┌─ Supplied records

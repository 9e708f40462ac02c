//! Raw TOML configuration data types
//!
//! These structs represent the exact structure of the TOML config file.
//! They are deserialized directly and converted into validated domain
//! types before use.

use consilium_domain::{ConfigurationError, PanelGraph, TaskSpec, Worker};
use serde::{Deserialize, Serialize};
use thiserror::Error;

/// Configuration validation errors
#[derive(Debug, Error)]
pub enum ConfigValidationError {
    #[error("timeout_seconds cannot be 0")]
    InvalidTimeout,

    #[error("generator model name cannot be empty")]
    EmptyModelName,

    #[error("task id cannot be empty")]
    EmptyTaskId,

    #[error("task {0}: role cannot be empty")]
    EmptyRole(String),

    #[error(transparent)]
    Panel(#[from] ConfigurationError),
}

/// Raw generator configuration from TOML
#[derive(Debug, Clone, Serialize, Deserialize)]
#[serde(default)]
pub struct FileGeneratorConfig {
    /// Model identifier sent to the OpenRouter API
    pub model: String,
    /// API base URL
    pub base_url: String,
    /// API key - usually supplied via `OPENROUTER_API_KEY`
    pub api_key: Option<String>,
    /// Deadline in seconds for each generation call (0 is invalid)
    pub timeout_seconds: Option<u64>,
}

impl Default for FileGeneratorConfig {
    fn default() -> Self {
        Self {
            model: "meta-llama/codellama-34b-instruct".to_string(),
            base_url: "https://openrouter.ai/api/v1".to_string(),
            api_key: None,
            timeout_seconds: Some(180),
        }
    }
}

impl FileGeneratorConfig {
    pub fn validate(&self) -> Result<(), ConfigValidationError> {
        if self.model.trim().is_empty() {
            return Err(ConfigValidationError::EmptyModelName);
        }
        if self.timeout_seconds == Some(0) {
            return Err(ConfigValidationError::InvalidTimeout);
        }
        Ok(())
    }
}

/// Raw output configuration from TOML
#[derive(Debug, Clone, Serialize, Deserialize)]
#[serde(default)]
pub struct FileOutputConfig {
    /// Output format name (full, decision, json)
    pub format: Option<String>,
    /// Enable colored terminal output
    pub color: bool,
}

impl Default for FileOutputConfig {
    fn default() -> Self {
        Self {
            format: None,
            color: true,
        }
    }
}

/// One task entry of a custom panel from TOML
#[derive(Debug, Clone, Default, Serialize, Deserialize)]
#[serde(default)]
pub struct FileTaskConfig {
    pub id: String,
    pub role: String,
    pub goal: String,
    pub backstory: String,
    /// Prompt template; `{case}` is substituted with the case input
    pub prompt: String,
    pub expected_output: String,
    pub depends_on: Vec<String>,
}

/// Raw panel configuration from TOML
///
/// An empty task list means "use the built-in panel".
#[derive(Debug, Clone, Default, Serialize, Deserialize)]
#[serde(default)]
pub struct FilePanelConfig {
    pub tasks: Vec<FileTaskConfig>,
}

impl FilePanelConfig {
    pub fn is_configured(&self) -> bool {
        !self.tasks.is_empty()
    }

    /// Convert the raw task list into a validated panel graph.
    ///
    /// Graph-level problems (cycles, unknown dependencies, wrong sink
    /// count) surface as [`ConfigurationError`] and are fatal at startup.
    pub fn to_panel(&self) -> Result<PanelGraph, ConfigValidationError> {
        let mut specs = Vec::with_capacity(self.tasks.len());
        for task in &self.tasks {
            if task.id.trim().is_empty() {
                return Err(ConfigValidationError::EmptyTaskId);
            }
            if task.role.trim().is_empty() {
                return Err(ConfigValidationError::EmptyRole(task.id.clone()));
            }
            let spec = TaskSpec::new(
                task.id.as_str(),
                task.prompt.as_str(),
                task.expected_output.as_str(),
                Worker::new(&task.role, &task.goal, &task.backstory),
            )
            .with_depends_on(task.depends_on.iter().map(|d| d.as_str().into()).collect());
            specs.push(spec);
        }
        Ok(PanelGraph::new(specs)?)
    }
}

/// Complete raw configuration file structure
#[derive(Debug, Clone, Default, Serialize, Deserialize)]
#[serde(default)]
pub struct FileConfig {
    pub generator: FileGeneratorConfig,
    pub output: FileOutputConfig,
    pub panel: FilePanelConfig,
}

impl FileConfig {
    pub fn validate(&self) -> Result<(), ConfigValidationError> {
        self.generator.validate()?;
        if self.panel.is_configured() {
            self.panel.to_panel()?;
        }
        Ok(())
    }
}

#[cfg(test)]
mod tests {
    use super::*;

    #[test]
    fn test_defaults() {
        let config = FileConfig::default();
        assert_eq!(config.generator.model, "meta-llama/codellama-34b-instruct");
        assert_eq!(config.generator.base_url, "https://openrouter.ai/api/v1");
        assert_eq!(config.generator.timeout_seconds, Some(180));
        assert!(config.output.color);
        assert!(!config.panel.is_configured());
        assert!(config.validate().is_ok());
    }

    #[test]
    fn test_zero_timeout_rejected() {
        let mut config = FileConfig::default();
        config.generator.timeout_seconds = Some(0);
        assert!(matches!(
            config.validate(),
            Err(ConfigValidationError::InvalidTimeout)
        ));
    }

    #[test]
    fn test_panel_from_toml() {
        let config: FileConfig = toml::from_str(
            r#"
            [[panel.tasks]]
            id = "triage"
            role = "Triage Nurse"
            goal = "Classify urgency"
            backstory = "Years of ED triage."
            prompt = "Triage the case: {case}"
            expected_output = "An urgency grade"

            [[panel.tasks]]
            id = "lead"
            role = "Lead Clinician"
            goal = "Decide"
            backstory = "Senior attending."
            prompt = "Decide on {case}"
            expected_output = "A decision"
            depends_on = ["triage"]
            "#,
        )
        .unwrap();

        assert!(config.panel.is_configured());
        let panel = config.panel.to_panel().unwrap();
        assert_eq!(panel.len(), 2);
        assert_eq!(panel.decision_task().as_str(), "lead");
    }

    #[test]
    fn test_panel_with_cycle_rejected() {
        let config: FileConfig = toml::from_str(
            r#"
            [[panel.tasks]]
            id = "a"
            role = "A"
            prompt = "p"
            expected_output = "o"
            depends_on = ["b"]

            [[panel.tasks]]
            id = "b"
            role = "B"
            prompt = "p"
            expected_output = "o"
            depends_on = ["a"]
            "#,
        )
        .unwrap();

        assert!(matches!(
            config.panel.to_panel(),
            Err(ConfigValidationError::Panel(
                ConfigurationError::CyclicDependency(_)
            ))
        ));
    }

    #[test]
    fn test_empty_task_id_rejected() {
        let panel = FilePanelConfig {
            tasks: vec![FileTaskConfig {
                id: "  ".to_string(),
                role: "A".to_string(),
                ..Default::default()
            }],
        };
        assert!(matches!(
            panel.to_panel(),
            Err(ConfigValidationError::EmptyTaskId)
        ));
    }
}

└─
┌─ Supplied records

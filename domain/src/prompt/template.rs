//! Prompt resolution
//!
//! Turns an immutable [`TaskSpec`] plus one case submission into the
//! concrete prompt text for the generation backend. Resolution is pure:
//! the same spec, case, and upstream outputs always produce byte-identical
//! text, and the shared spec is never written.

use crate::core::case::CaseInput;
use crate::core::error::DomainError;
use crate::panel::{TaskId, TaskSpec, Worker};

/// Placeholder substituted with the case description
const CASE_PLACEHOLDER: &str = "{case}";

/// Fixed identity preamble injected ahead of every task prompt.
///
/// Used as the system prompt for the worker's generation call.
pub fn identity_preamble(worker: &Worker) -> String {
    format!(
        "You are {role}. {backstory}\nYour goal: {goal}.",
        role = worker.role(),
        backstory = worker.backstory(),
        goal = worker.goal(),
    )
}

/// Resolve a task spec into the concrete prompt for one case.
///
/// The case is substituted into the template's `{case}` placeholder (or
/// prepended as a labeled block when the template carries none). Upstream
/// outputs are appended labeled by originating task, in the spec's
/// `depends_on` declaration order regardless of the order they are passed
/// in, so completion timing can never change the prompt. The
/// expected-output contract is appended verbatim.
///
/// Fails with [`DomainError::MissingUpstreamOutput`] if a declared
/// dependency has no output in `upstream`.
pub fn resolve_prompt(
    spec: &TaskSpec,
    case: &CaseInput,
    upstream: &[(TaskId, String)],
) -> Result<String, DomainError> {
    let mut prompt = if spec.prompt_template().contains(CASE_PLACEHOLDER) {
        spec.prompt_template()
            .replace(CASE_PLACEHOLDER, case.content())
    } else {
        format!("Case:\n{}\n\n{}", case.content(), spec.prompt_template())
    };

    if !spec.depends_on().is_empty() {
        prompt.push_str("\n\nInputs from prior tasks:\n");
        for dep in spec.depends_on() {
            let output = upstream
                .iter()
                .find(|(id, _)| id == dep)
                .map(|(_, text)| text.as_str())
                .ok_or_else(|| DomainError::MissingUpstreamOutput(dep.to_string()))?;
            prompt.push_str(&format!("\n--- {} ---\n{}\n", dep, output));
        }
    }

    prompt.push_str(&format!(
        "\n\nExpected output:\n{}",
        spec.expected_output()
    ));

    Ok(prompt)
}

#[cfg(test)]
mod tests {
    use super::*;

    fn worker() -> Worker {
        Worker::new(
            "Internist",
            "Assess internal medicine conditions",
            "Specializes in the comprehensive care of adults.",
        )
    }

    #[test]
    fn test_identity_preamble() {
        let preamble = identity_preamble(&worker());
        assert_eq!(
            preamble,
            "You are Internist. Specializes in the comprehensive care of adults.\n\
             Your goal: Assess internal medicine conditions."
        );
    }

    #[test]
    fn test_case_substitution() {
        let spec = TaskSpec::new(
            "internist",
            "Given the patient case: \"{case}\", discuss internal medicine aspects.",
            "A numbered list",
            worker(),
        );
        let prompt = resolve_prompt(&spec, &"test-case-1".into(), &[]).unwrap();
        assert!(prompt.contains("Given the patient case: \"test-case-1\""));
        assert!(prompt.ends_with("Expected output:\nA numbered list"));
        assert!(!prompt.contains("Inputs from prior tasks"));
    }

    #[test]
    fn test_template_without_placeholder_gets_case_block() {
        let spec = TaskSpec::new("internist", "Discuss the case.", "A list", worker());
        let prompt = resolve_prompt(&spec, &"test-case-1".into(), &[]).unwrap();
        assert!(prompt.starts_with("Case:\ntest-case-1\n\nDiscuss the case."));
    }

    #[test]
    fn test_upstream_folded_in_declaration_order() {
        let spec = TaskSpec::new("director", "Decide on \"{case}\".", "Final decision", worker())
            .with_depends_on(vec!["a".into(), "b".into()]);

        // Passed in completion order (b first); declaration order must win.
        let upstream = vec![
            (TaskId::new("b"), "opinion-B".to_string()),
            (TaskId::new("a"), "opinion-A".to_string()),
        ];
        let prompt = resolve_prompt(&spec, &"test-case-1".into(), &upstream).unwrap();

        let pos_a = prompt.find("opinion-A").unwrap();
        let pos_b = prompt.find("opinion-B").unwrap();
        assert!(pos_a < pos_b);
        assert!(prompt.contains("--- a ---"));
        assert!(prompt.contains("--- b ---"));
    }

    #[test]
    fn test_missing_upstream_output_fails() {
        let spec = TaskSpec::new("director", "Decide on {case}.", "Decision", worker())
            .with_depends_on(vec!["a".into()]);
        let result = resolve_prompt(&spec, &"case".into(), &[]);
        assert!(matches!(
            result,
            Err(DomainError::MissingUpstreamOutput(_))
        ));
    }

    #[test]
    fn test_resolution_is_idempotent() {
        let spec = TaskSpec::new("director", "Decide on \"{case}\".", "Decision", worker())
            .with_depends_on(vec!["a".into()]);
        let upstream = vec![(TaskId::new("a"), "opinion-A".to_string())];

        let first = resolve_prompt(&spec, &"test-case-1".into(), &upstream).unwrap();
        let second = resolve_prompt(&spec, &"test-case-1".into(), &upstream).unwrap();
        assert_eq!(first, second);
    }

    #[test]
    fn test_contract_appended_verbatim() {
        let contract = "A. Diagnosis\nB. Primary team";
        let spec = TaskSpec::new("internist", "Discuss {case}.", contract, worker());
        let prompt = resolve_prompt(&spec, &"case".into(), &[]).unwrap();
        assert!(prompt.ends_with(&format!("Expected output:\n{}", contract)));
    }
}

└─
┌─ Supplied records

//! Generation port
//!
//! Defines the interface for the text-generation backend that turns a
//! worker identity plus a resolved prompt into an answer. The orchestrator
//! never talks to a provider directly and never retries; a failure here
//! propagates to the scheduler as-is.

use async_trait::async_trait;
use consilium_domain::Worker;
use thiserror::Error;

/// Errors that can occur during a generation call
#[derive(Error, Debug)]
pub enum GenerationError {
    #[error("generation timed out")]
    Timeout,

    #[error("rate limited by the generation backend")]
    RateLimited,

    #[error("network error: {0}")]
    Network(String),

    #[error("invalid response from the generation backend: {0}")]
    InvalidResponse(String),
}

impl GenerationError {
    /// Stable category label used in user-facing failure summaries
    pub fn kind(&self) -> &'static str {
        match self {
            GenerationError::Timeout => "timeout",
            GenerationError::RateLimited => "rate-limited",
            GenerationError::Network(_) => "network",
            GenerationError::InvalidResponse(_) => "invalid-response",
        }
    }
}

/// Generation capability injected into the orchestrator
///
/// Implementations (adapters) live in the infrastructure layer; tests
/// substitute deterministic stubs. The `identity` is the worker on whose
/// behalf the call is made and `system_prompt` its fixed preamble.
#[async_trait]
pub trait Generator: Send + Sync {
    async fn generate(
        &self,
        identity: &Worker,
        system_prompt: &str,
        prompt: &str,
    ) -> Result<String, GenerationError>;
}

└─

Task details —
Among the lines above, count those containing "cannot", and give only the number.

Exercise solution —
4